══ Given records

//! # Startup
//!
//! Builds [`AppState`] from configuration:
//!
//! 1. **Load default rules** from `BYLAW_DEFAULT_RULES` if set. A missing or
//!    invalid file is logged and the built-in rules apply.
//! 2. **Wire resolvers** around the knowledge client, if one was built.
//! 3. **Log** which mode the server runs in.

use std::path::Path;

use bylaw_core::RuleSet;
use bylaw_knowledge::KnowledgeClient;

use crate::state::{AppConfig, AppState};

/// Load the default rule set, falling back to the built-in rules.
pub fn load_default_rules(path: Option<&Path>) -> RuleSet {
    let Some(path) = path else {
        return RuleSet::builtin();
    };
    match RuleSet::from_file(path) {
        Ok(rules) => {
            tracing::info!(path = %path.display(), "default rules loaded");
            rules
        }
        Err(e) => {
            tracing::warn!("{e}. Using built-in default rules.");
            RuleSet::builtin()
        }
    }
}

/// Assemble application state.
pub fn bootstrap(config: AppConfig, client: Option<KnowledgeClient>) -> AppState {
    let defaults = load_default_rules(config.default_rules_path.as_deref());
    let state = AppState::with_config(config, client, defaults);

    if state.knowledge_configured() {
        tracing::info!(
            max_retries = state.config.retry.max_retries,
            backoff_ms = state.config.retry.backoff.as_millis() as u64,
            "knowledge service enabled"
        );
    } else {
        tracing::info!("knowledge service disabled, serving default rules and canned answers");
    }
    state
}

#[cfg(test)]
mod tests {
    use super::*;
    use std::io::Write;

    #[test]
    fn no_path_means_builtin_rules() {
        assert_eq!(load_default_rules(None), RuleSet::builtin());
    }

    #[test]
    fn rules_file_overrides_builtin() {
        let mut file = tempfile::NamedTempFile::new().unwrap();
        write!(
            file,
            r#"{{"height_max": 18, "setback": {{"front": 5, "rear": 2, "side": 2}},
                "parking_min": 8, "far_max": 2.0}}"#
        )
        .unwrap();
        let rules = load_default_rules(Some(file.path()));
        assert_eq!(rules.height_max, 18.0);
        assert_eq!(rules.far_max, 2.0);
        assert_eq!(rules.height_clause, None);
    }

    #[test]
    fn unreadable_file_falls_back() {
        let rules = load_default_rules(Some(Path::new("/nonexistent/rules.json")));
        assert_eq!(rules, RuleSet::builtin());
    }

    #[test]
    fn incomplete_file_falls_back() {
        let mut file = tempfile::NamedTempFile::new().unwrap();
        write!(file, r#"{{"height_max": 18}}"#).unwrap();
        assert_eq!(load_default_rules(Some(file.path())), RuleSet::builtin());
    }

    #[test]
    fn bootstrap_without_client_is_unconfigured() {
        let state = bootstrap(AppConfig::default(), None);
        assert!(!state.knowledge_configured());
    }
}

════
══ Given records

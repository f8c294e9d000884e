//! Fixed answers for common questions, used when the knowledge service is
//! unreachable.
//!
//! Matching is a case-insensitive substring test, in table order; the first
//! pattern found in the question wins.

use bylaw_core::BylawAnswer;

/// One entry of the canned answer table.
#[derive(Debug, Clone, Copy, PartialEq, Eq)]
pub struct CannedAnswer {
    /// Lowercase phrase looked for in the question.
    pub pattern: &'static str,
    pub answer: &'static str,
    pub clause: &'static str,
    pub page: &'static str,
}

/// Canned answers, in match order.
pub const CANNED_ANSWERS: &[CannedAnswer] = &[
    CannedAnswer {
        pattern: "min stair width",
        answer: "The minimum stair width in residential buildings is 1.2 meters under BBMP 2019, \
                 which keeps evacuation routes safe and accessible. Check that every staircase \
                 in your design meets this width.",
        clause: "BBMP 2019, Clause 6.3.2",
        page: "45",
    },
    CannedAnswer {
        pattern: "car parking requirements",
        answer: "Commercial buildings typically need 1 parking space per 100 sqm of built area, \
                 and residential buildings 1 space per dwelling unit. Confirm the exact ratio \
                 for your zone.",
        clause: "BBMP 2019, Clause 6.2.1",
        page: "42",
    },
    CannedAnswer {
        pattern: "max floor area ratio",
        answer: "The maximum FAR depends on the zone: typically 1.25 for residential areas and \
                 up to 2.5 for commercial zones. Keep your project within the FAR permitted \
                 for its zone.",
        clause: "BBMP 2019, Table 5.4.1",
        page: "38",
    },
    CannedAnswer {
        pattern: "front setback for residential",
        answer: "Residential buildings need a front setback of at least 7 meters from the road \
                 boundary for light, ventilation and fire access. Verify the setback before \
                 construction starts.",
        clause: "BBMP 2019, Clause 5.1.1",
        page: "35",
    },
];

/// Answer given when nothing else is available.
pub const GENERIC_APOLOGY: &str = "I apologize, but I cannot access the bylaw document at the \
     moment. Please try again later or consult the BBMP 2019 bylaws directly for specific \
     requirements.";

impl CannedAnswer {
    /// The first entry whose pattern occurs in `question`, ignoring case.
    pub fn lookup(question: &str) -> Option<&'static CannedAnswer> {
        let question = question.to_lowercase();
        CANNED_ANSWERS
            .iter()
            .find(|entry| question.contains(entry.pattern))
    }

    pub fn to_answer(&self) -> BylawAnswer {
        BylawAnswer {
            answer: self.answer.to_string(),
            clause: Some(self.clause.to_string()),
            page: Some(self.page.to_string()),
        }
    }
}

════
══ Given records

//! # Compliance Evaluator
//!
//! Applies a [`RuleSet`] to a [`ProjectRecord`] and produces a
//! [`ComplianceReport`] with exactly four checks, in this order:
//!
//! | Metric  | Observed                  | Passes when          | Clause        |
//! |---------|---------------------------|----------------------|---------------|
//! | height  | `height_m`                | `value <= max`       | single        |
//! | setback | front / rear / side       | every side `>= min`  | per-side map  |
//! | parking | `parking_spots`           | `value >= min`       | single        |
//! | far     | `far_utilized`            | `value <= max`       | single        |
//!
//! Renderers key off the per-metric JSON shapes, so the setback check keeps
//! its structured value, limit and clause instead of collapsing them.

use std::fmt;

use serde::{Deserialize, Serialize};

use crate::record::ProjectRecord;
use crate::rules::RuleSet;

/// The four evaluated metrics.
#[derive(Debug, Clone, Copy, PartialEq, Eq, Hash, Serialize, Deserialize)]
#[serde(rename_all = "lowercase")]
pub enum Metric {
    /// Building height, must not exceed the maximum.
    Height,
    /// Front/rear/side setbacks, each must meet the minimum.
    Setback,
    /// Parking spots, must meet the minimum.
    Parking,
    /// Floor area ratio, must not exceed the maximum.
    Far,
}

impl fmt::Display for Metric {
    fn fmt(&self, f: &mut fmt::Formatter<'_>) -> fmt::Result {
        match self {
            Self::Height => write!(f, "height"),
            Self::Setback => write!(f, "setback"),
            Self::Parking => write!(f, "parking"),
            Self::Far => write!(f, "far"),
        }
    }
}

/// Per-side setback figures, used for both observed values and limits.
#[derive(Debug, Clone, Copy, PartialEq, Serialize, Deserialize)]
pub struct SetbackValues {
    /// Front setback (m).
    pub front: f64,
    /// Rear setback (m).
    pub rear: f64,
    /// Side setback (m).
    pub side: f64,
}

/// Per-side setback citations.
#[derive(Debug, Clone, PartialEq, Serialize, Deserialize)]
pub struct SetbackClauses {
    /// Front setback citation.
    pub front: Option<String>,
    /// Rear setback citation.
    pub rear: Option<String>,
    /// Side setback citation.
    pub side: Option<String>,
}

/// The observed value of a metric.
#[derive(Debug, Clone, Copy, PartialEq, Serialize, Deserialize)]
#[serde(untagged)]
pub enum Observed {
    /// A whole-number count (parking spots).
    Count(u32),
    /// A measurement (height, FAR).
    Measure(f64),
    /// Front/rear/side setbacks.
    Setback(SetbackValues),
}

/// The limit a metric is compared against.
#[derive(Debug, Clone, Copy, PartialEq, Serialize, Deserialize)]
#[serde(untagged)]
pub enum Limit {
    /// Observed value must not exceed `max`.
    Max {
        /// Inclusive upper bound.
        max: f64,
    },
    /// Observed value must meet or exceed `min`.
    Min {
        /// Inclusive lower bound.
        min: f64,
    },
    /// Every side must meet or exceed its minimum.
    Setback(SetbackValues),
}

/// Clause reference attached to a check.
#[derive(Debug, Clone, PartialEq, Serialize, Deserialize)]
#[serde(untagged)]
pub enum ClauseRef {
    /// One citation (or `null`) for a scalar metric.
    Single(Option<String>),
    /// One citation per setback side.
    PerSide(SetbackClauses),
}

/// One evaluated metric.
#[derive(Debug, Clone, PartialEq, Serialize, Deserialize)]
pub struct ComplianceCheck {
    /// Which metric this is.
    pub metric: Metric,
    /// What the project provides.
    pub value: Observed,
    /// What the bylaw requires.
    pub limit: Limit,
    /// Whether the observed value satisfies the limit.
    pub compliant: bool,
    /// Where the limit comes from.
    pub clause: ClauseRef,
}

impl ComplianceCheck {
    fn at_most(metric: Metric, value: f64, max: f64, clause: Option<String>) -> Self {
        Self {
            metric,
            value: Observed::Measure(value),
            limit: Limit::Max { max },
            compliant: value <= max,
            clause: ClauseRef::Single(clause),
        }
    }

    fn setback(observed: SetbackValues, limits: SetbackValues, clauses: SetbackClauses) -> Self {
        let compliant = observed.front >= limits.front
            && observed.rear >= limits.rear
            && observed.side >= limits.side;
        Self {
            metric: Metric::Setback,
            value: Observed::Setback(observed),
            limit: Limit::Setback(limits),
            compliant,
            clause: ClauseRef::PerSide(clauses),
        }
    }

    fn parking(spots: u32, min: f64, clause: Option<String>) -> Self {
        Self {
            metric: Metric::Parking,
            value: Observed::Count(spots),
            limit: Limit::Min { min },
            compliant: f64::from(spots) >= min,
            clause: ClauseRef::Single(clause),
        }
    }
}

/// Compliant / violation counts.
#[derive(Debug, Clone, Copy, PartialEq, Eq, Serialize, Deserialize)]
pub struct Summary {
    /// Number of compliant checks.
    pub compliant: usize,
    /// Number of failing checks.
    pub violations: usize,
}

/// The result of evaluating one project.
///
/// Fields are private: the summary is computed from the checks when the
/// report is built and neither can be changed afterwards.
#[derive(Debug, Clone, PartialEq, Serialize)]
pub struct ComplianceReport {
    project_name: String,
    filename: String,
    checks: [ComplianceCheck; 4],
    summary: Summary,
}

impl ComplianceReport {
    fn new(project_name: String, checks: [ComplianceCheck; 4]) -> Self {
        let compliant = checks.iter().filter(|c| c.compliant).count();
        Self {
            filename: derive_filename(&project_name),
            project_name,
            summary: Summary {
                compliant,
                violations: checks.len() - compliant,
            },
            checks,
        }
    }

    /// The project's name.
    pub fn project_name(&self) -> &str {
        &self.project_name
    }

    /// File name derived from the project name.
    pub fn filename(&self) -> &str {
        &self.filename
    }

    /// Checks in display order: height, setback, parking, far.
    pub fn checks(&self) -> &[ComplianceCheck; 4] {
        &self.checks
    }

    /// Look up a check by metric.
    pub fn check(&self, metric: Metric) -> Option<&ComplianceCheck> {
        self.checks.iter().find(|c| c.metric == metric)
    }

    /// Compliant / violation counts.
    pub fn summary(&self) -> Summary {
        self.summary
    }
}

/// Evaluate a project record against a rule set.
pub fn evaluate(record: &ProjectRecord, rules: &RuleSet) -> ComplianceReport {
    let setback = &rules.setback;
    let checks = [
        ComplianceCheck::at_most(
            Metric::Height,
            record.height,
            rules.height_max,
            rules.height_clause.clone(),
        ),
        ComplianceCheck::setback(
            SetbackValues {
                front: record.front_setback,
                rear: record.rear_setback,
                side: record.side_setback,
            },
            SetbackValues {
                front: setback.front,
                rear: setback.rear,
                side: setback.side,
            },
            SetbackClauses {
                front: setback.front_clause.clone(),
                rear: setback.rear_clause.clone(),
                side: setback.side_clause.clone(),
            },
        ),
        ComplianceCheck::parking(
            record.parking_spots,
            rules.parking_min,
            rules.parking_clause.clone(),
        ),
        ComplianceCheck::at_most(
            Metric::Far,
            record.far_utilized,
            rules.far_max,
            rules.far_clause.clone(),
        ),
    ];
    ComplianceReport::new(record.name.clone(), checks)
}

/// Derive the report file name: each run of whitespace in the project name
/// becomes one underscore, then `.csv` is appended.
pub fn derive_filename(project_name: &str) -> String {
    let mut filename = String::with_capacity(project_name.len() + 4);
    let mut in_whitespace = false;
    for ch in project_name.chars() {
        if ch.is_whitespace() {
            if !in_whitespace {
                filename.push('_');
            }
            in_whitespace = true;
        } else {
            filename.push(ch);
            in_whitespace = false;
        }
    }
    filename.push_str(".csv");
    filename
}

════

Work required:
Across the data above, how many lines include the word "this"? Give only the count.

Answer box:
3